TASK TO COMPLETE:
Your job is to retype the whole listing exactly.
····················
use serde::{Deserialize, Serialize};
use std::path::PathBuf;

/// Main configuration structure for brand-crawler
///
/// Every section is optional in the TOML file; missing keys fall back to the
/// defaults documented on each field.
#[derive(Debug, Clone, Default, Deserialize, Serialize)]
#[serde(default)]
pub struct Config {
    pub crawler: CrawlerConfig,
    pub fetcher: FetcherConfig,
    pub stealth: StealthConfig,
    pub browser: BrowserConfig,
}

/// Crawl budget and worker pool configuration
#[derive(Debug, Clone, Deserialize, Serialize)]
#[serde(default)]
pub struct CrawlerConfig {
    /// Maximum link depth from the root page (root is depth 0)
    #[serde(rename = "max-depth")]
    pub max_depth: u32,

    /// Maximum number of distinct URLs visited per crawl
    #[serde(rename = "max-pages")]
    pub max_pages: usize,

    /// Number of concurrent workers
    pub concurrency: usize,

    /// Wall-clock bound for the whole crawl (seconds)
    #[serde(rename = "crawl-timeout-secs")]
    pub crawl_timeout_secs: u64,

    /// Wall-clock bound for a single page including retries (seconds)
    #[serde(rename = "page-deadline-secs")]
    pub page_deadline_secs: u64,

    /// How long an idle worker waits on the frontier before re-checking (milliseconds)
    #[serde(rename = "pop-timeout-ms")]
    pub pop_timeout_ms: u64,
}

impl Default for CrawlerConfig {
    fn default() -> Self {
        Self {
            max_depth: 3,
            max_pages: 50,
            concurrency: 5,
            crawl_timeout_secs: 300,
            page_deadline_secs: 90,
            pop_timeout_ms: 2000,
        }
    }
}

/// Page load retry and bot-challenge timing
#[derive(Debug, Clone, Deserialize, Serialize)]
#[serde(default)]
pub struct FetcherConfig {
    /// Number of load attempts before a page is skipped
    #[serde(rename = "max-retries")]
    pub max_retries: u32,

    /// Timeout for the "network idle" load strategy (milliseconds)
    #[serde(rename = "network-idle-timeout-ms")]
    pub network_idle_timeout_ms: u64,

    /// Timeout for the "DOM content loaded" fallback strategy (milliseconds)
    #[serde(rename = "dom-loaded-timeout-ms")]
    pub dom_loaded_timeout_ms: u64,

    /// Backoff unit: attempt `n` waits `base * 2^n + jitter(0..base)` (milliseconds)
    #[serde(rename = "backoff-base-ms")]
    pub backoff_base_ms: u64,

    /// Grace period granted to an interstitial challenge (milliseconds)
    #[serde(rename = "challenge-grace-ms")]
    pub challenge_grace_ms: u64,

    /// Lower bound of the random pre-extraction pause (milliseconds)
    #[serde(rename = "human-delay-min-ms")]
    pub human_delay_min_ms: u64,

    /// Upper bound of the random pre-extraction pause (milliseconds)
    #[serde(rename = "human-delay-max-ms")]
    pub human_delay_max_ms: u64,
}

impl Default for FetcherConfig {
    fn default() -> Self {
        Self {
            max_retries: 3,
            network_idle_timeout_ms: 20_000,
            dom_loaded_timeout_ms: 10_000,
            backoff_base_ms: 1000,
            challenge_grace_ms: 5000,
            human_delay_min_ms: 500,
            human_delay_max_ms: 1500,
        }
    }
}

/// Anti-detection pools sampled once per page
#[derive(Debug, Clone, Deserialize, Serialize)]
#[serde(default)]
pub struct StealthConfig {
    /// User-agent strings; one is picked at random for every page
    #[serde(rename = "user-agents")]
    pub user_agents: Vec<String>,

    /// Viewport sizes; one is picked at random for every page
    pub viewports: Vec<Viewport>,
}

impl Default for StealthConfig {
    fn default() -> Self {
        Self {
            user_agents: vec![
                "Mozilla/5.0 (Windows NT 10.0; Win64; x64) AppleWebKit/537.36 (KHTML, like Gecko) Chrome/121.0.0.0 Safari/537.36".to_string(),
                "Mozilla/5.0 (Macintosh; Intel Mac OS X 10_15_7) AppleWebKit/537.36 (KHTML, like Gecko) Chrome/121.0.0.0 Safari/537.36".to_string(),
                "Mozilla/5.0 (Windows NT 10.0; Win64; x64; rv:122.0) Gecko/20100101 Firefox/122.0".to_string(),
                "Mozilla/5.0 (Macintosh; Intel Mac OS X 10_15_7) AppleWebKit/605.1.15 (KHTML, like Gecko) Version/17.2 Safari/605.1.15".to_string(),
            ],
            viewports: vec![
                Viewport::new(1920, 1080),
                Viewport::new(1366, 768),
                Viewport::new(1536, 864),
                Viewport::new(1440, 900),
            ],
        }
    }
}

/// Headless browser used to render pages
#[derive(Debug, Clone, Deserialize, Serialize)]
#[serde(default)]
pub struct BrowserConfig {
    /// Render pages in Chromium; when false, or when Chromium cannot be
    /// launched, pages are fetched over plain HTTP
    pub enabled: bool,

    /// Path to the Chrome or Chromium binary; searched for when unset
    #[serde(rename = "chrome-executable")]
    pub executable: Option<PathBuf>,

    /// Run without a window
    pub headless: bool,

    /// Extra command-line switches passed to the browser
    pub args: Vec<String>,
}

impl Default for BrowserConfig {
    fn default() -> Self {
        Self {
            enabled: true,
            executable: None,
            headless: true,
            args: Vec::new(),
        }
    }
}

/// Browser viewport dimensions
#[derive(Debug, Clone, Copy, PartialEq, Eq, Deserialize, Serialize)]
pub struct Viewport {
    pub width: u32,
    pub height: u32,
}

impl Viewport {
    pub const fn new(width: u32, height: u32) -> Self {
        Self { width, height }
    }
}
····················
ANSWER FOR THIS EXERCISE:
use serde::{Deserialize, Serialize};
use std::path::PathBuf;

/// Main configuration structure for brand-crawler
///
/// Every section is optional in the TOML file; missing keys fall back to the
/// defaults documented on each field.
#[derive(Debug, Clone, Default, Deserialize, Serialize)]
#[serde(default)]
pub struct Config {
    pub crawler: CrawlerConfig,
    pub fetcher: FetcherConfig,
    pub stealth: StealthConfig,
    pub browser: BrowserConfig,
}

/// Crawl budget and worker pool configuration
#[derive(Debug, Clone, Deserialize, Serialize)]
#[serde(default)]
pub struct CrawlerConfig {
    /// Maximum link depth from the root page (root is depth 0)
    #[serde(rename = "max-depth")]
    pub max_depth: u32,

    /// Maximum number of distinct URLs visited per crawl
    #[serde(rename = "max-pages")]
    pub max_pages: usize,

    /// Number of concurrent workers
    pub concurrency: usize,

    /// Wall-clock bound for the whole crawl (seconds)
    #[serde(rename = "crawl-timeout-secs")]
    pub crawl_timeout_secs: u64,

    /// Wall-clock bound for a single page including retries (seconds)
    #[serde(rename = "page-deadline-secs")]
    pub page_deadline_secs: u64,

    /// How long an idle worker waits on the frontier before re-checking (milliseconds)
    #[serde(rename = "pop-timeout-ms")]
    pub pop_timeout_ms: u64,
}

impl Default for CrawlerConfig {
    fn default() -> Self {
        Self {
            max_depth: 3,
            max_pages: 50,
            concurrency: 5,
            crawl_timeout_secs: 300,
            page_deadline_secs: 90,
            pop_timeout_ms: 2000,
        }
    }
}

/// Page load retry and bot-challenge timing
#[derive(Debug, Clone, Deserialize, Serialize)]
#[serde(default)]
pub struct FetcherConfig {
    /// Number of load attempts before a page is skipped
    #[serde(rename = "max-retries")]
    pub max_retries: u32,

    /// Timeout for the "network idle" load strategy (milliseconds)
    #[serde(rename = "network-idle-timeout-ms")]
    pub network_idle_timeout_ms: u64,

    /// Timeout for the "DOM content loaded" fallback strategy (milliseconds)
    #[serde(rename = "dom-loaded-timeout-ms")]
    pub dom_loaded_timeout_ms: u64,

    /// Backoff unit: attempt `n` waits `base * 2^n + jitter(0..base)` (milliseconds)
    #[serde(rename = "backoff-base-ms")]
    pub backoff_base_ms: u64,

    /// Grace period granted to an interstitial challenge (milliseconds)
    #[serde(rename = "challenge-grace-ms")]
    pub challenge_grace_ms: u64,

    /// Lower bound of the random pre-extraction pause (milliseconds)
    #[serde(rename = "human-delay-min-ms")]
    pub human_delay_min_ms: u64,

    /// Upper bound of the random pre-extraction pause (milliseconds)
    #[serde(rename = "human-delay-max-ms")]
    pub human_delay_max_ms: u64,
}

impl Default for FetcherConfig {
    fn default() -> Self {
        Self {
            max_retries: 3,
            network_idle_timeout_ms: 20_000,
            dom_loaded_timeout_ms: 10_000,
            backoff_base_ms: 1000,
            challenge_grace_ms: 5000,
            human_delay_min_ms: 500,
            human_delay_max_ms: 1500,
        }
    }
}

/// Anti-detection pools sampled once per page
#[derive(Debug, Clone, Deserialize, Serialize)]
#[serde(default)]
pub struct StealthConfig {
    /// User-agent strings; one is picked at random for every page
    #[serde(rename = "user-agents")]
    pub user_agents: Vec<String>,

    /// Viewport sizes; one is picked at random for every page
    pub viewports: Vec<Viewport>,
}

impl Default for StealthConfig {
    fn default() -> Self {
        Self {
            user_agents: vec![
                "Mozilla/5.0 (Windows NT 10.0; Win64; x64) AppleWebKit/537.36 (KHTML, like Gecko) Chrome/121.0.0.0 Safari/537.36".to_string(),
                "Mozilla/5.0 (Macintosh; Intel Mac OS X 10_15_7) AppleWebKit/537.36 (KHTML, like Gecko) Chrome/121.0.0.0 Safari/537.36".to_string(),
                "Mozilla/5.0 (Windows NT 10.0; Win64; x64; rv:122.0) Gecko/20100101 Firefox/122.0".to_string(),
                "Mozilla/5.0 (Macintosh; Intel Mac OS X 10_15_7) AppleWebKit/605.1.15 (KHTML, like Gecko) Version/17.2 Safari/605.1.15".to_string(),
            ],
            viewports: vec![
                Viewport::new(1920, 1080),
                Viewport::new(1366, 768),
                Viewport::new(1536, 864),
                Viewport::new(1440, 900),
            ],
        }
    }
}

/// Headless browser used to render pages
#[derive(Debug, Clone, Deserialize, Serialize)]
#[serde(default)]
pub struct BrowserConfig {
    /// Render pages in Chromium; when false, or when Chromium cannot be
    /// launched, pages are fetched over plain HTTP
    pub enabled: bool,

    /// Path to the Chrome or Chromium binary; searched for when unset
    #[serde(rename = "chrome-executable")]
    pub executable: Option<PathBuf>,

    /// Run without a window
    pub headless: bool,

    /// Extra command-line switches passed to the browser
    pub args: Vec<String>,
}

impl Default for BrowserConfig {
    fn default() -> Self {
        Self {
            enabled: true,
            executable: None,
            headless: true,
            args: Vec::new(),
        }
    }
}

/// Browser viewport dimensions
#[derive(Debug, Clone, Copy, PartialEq, Eq, Deserialize, Serialize)]
pub struct Viewport {
    pub width: u32,
    pub height: u32,
}

impl Viewport {
    pub const fn new(width: u32, height: u32) -> Self {
        Self { width, height }
    }
}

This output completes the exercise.